Thanhouser Classics Volume Three:
Edwin Thanhouser Returns (1914 - 1917)
A review by Robert Klepper
A Silents Majority Featured Video

Copyright 1996 by Robert Klepper. All rights reserved

Upon the untimely death of Charles Hite in 1914, Edwin Thanhouser was re-hired to manage the Thanhouser Studios. The three films included in this volume of the series represent the films produced during this time period.

From the British Film Institute, Crossed Wires (1915), also known as A Telephone Tragedy, is the first selection. This is a mystery-suspense two reeler about an older woman who is murdered just after writing her will. Once she realizes she has been poisoned, she tries to telephone for help. She reaches the police station, and is able to utter only the words, "I'm dying, poisoned - Will Drake." The telephone operator mistakenly transfers the call to a wrong number, where she finishes the statement saying that Will Drake (her nephew played by Morris Foster, 1889 - 1969) had warned her about Susan (housekeeper played by Ina Hammer), who was the guilty one. Due to the error, all the police had to go on was Will drake, whom they assumed was the guilty party. Drake is arrested for murder and convicted. Flo Drake (his sister played by Florence LaBadie {81k jpg}) determines to prove her brother's innocence. Watch to find out if justice is served, or if justice is miscarried. [It is ironic that Inda Palmer (1853 - 1923), who played the murdered woman, died under mysterious circumstances. In November, 1923, her skeleton was found, and it was roughly estimated that she had been dead since April, 1923.] This is a good mystery film with a smooth narrative, and very polished compared to most of the other films from the time period.

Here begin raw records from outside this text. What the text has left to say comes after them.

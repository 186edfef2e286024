//! Fleet-wide subscription orchestration.
//!
//! Fans one create attempt out per server, fans the results back in, and
//! rolls every created subscription back if any single server fails. The
//! fleet either ends fully subscribed or untouched.

use std::collections::HashMap;
use std::sync::Arc;

use futures::future::join_all;
use tokio::sync::{mpsc, Mutex};

use redfish_api::{
    ClientConfig, Connector, HttpConnector, ServerDescriptor, Session, SubscriptionPayload,
};

use crate::error::{FleetError, Result};

/// Orchestrates subscription lifecycle across a fleet of controllers.
///
/// All controller traffic goes through the injected [`Connector`], so the
/// whole fan-out/rollback machinery is testable without a network.
///
/// # Example
///
/// ```rust,ignore
/// use fleet_manager::FleetManager;
/// use redfish_api::{ServerDescriptor, SubscriptionPayload};
///
/// let manager = FleetManager::with_defaults();
/// let payload = SubscriptionPayload {
///     destination: "http://hook.example/x".to_string(),
///     ..Default::default()
/// };
///
/// match manager.create_subscriptions_for_all_servers(&servers, &payload).await {
///     Ok(created) => println!("subscribed {} servers", created.len()),
///     Err(e) => eprintln!("rollout failed and was rolled back: {}", e),
/// }
/// ```
pub struct FleetManager {
    connector: Arc<dyn Connector>,
}

impl FleetManager {
    /// Create a manager that drives controllers through the given connector.
    pub fn new(connector: Arc<dyn Connector>) -> Self {
        Self { connector }
    }

    /// Create a manager backed by the HTTP connector with default settings.
    pub fn with_defaults() -> Self {
        Self::new(Arc::new(HttpConnector::new(ClientConfig::default())))
    }

    /// Create the subscription on every server concurrently.
    ///
    /// Each server's attempt connects, deletes any existing subscription
    /// with the same destination, creates the new one and records the
    /// remote-assigned identifier. If any attempt fails, every subscription
    /// created by this call is deleted again and the per-server failures
    /// come back as a single [`FleetError::Aggregate`]; no partial result
    /// is returned.
    ///
    /// On success the returned map holds exactly one identifier per input
    /// server, keyed by server address.
    pub async fn create_subscriptions_for_all_servers(
        &self,
        servers: &[ServerDescriptor],
        payload: &SubscriptionPayload,
    ) -> Result<HashMap<String, String>> {
        let created: Arc<Mutex<HashMap<String, String>>> = Arc::new(Mutex::new(HashMap::new()));
        // Capacity matches the worker count so no worker blocks on send.
        let (error_tx, mut error_rx) = mpsc::channel(servers.len().max(1));

        let mut workers = Vec::with_capacity(servers.len());
        for server in servers {
            let connector = Arc::clone(&self.connector);
            let server = server.clone();
            let payload = payload.clone();
            let created = Arc::clone(&created);
            let error_tx = error_tx.clone();

            workers.push(tokio::spawn(async move {
                match subscribe_one(connector.as_ref(), &server, &payload).await {
                    Ok(id) => {
                        // Lock held only for the insert, never across I/O.
                        created
                            .lock()
                            .await
                            .insert(server.address.clone(), id.clone());
                        tracing::info!(
                            address = %server.address,
                            id = %id,
                            "created subscription"
                        );
                    }
                    Err(e) => {
                        let _ = error_tx
                            .send(format!(
                                "subscription failed on server {}: {}",
                                server.address, e
                            ))
                            .await;
                    }
                }
            }));
        }
        drop(error_tx);

        // Join barrier: every attempt finishes before the outcome is decided.
        let mut failures = Vec::new();
        for result in join_all(workers).await {
            if let Err(e) = result {
                failures.push(format!("subscription worker terminated abnormally: {}", e));
            }
        }
        while let Some(message) = error_rx.recv().await {
            failures.push(message);
        }

        let created = {
            let mut map = created.lock().await;
            std::mem::take(&mut *map)
        };

        if !failures.is_empty() {
            self.delete_subscriptions_from_all_servers(servers, &created)
                .await;
            return Err(FleetError::Aggregate { failures });
        }

        Ok(created)
    }

    /// Delete every subscription in the map from its server, concurrently.
    ///
    /// Best effort throughout: a map entry whose address has no matching
    /// descriptor is skipped without contacting any server, and delete
    /// failures are logged, never escalated. Returns once every delete
    /// attempt has finished.
    pub async fn delete_subscriptions_from_all_servers(
        &self,
        servers: &[ServerDescriptor],
        subscriptions: &HashMap<String, String>,
    ) {
        if subscriptions.is_empty() {
            return;
        }

        tracing::info!(
            count = subscriptions.len(),
            "removing subscriptions across fleet"
        );

        let mut workers = Vec::with_capacity(subscriptions.len());
        for (address, id) in subscriptions {
            let server = match servers.iter().find(|s| s.address == *address) {
                Some(s) => s.clone(),
                None => {
                    tracing::warn!(
                        address = %address,
                        "no descriptor matches address, skipping delete"
                    );
                    continue;
                }
            };

            let connector = Arc::clone(&self.connector);
            let id = id.clone();

            workers.push(tokio::spawn(async move {
                match unsubscribe_one(connector.as_ref(), &server, &id).await {
                    Ok(()) => {
                        tracing::info!(
                            address = %server.address,
                            id = %id,
                            "deleted subscription"
                        );
                    }
                    Err(e) => {
                        tracing::warn!(
                            address = %server.address,
                            id = %id,
                            error = %e,
                            "failed to delete subscription"
                        );
                    }
                }
            }));
        }

        for result in join_all(workers).await {
            if let Err(e) = result {
                tracing::error!(error = %e, "delete worker terminated abnormally");
            }
        }
    }
}

/// One server's create attempt: connect, clear conflicting subscriptions,
/// create. The session is released on every path through here.
async fn subscribe_one(
    connector: &dyn Connector,
    server: &ServerDescriptor,
    payload: &SubscriptionPayload,
) -> redfish_api::Result<String> {
    let session = connector.connect(server).await?;
    let result = async {
        delete_conflicting_subscriptions(session.as_ref(), payload).await?;
        session.create_subscription(payload).await
    }
    .await;
    session.close().await;
    result
}

/// Delete every active subscription whose destination equals the payload's.
///
/// Matching is on destination URL only; filters, headers and context are
/// ignored, so re-rolling out with different filters still replaces the old
/// entry. A failure here aborts the caller's create attempt.
async fn delete_conflicting_subscriptions(
    session: &dyn Session,
    payload: &SubscriptionPayload,
) -> redfish_api::Result<()> {
    let existing = session.list_subscriptions().await?;
    for subscription in existing {
        if subscription.destination == payload.destination {
            session.delete_subscription(&subscription.odata_id).await?;
            tracing::info!(
                address = %session.address(),
                id = %subscription.id,
                "deleted conflicting subscription"
            );
        }
    }
    Ok(())
}

/// Delete one identifier from one server, releasing the session either way.
async fn unsubscribe_one(
    connector: &dyn Connector,
    server: &ServerDescriptor,
    id: &str,
) -> redfish_api::Result<()> {
    let session = connector.connect(server).await?;
    let result = session.delete_subscription(id).await;
    session.close().await;
    result
}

The Soap Suds Star (1915) comes from another rare print supplied by the Museum of Modern Art. It is a delightful comedy about a laundress and an actor who make it big on the vaudeville comedy circuit, but who are relegated back to the laundromat when their attempt at Shakespeare fails. This film gives an interesting historical look into what vaudeville of the 1910's was like. It stars Carey Hastings as Sophie, and Reginald Perry as the husband. As "lost players" Miss Hastings and Mr. Perry have slipped between the cracks of time. There isn't any information available on either performer.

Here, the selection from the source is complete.